Actors are also creating their own short films to develop as potential features. Picturestart’s Feig says it was an actor (Molly Gordon) and a fellow producer (Gloria Sanchez Prods.’ Jessica Elbaum) on his other 2022 Sundance sale title, “Am I OK?,” who brought him the short that became Gordon and Nick Lieberman’s new U.S. Dramatic Competition comedy, “Theater Camp.”

“Molly, Nick, Ben [Platt] and Noah [Galvin] made the short,” Feig says. “They [invented] characters that they’d go on to play in the feature we made: comically passionate theater teachers.” During development, a 65-page script/treatment, or “script-ment,” was created as the basis for the partly improvised project. The four stars became the film’s credited screenwriters, and are now among the 11 producers of the project.

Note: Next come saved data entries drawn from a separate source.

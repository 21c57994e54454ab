use mortar::assembly::assemble_mortar_operators;
use mortar::element::CellType;
use mortar::error::MortarError;
use mortar::mesh::Side;
use mortar::nalgebra::DMatrix;

use super::{build_mesh, default_interface};

/// Two slave segments sharing node 1 over a single master segment at `y = -0.1`.
fn two_slaves() -> mortar::mesh::SurfaceMesh<f64> {
    build_mesh(
        2,
        &[
            (0, [0.0, 0.0, 0.0]),
            (1, [0.6, 0.0, 0.0]),
            (2, [1.0, 0.0, 0.0]),
            (10, [1.2, -0.1, 0.0]),
            (11, [-0.2, -0.1, 0.0]),
        ],
        &[
            (0, CellType::Line2, Side::Slave, &[0, 1]),
            (1, CellType::Line2, Side::Slave, &[1, 2]),
            (2, CellType::Line2, Side::Master, &[10, 11]),
        ],
    )
}

#[test]
fn shared_slave_node_contributions_are_summed() {
    let mut interface = default_interface(two_slaves());
    let num_dofs = interface.mesh().num_dofs();
    let contributions = interface.evaluate().unwrap();
    let operators = assemble_mortar_operators(&contributions, num_dofs).unwrap();

    assert_eq!(operators.slave_nodes, vec![0, 1, 2]);
    assert_eq!(operators.master_nodes, vec![10, 11]);
    assert_eq!(operators.slave_row(1), Some(1));
    assert_eq!(operators.master_column(11), Some(1));
    assert_eq!(operators.master_column(1), None);

    let d = DMatrix::from(&operators.d);
    let m = DMatrix::from(&operators.m);
    assert_eq!((d.nrows(), d.ncols()), (3, 3));
    assert_eq!((m.nrows(), m.ncols()), (3, 2));

    // Lumped lengths: half of each adjacent segment
    let expected_diagonal = [0.3, 0.5, 0.2];
    for i in 0..3 {
        assert!((d[(i, i)] - expected_diagonal[i]).abs() < 1e-13);
        for j in 0..3 {
            if i != j {
                assert!(d[(i, j)].abs() < 1e-13);
            }
        }
        // Fully covered slave: rows of M balance the diagonal of D
        assert!((m.row(i).sum() - d[(i, i)]).abs() < 1e-13);
        assert!((operators.gap[i] - 0.1 * expected_diagonal[i]).abs() < 1e-13);
    }
}

#[test]
fn linearisations_have_global_layout() {
    let mut interface = default_interface(two_slaves());
    let num_dofs = interface.mesh().num_dofs();
    let contributions = interface.evaluate().unwrap();
    let operators = assemble_mortar_operators(&contributions, num_dofs).unwrap();

    assert_eq!(operators.gap_deriv.nrows(), 3);
    assert_eq!(operators.gap_deriv.ncols(), num_dofs);
    assert!(operators.d_deriv.contains_key(&(1, 1)));
    assert!(operators.m_deriv.keys().all(|&(row, column)| row < 3 && column < 2));
    assert!(operators.pressure.is_none());
    assert!(operators.traction.is_none());

    // The derivative of the shared diagonal entry is the sum over both elements
    let summed: f64 = contributions
        .iter()
        .flat_map(|element| element.nodes.iter())
        .filter(|node| node.node == 1)
        .filter_map(|node| node.d_deriv.get(1))
        .map(|deriv| deriv.get(2).copied().unwrap_or(0.0))
        .sum();
    let assembled = operators.d_deriv[&(1, 1)].get(2).copied().unwrap_or(0.0);
    assert!((assembled - summed).abs() < 1e-14);
}

#[test]
fn empty_contributions_assemble_to_empty_operators() {
    let operators = assemble_mortar_operators::<f64>(&[], 4).unwrap();
    assert!(operators.slave_nodes.is_empty());
    assert_eq!(operators.d.nnz(), 0);
    assert_eq!(operators.gap_deriv.ncols(), 4);
}

#[test]
fn gap_derivative_beyond_the_dof_count_is_rejected() {
    let mut interface = default_interface(two_slaves());
    let num_dofs = interface.mesh().num_dofs();
    let contributions = interface.evaluate().unwrap();
    // Master node 11 carries the largest DOF ids
    let result = assemble_mortar_operators(&contributions, num_dofs - 1);
    assert!(matches!(result, Err(MortarError::Usage { element: 0, .. })));
}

They stand to gain from a big festival sale, another way actors can use an indie film to bet on themselves for a larger payday. (It debuts Jan. 21, and is repped by WME.)

Of course, all of these unconventional roads to success reflect a lack of prestige projects that showcase talents and pay well at major studios. The days when studio dramas like 1978’s “Kramer vs. Kramer” or 1983’s “Terms of Endearment” could win best picture, actor and actress Oscars and become the No. 1 and No. 2 top grossing films of the year, respectively, are long gone. With the potential for a strike as WGA contracts expire in May and DGA and SAG-AFTRA contracts expire at the end of June, many are now happy to book work in any medium.

And unless he’s giving another award-worthy performance, Whishaw seems fairly uninterested in any career machinations involving the business side of his field. “For an actor, it’s different making an independent film because, generally speaking, people are basically working for nothing,” he says. “What you gain from that is freedom. I really felt that on both of these [Sundance] films, they were exactly as the directors wished them to be. That kind of freedom is just heavenly.”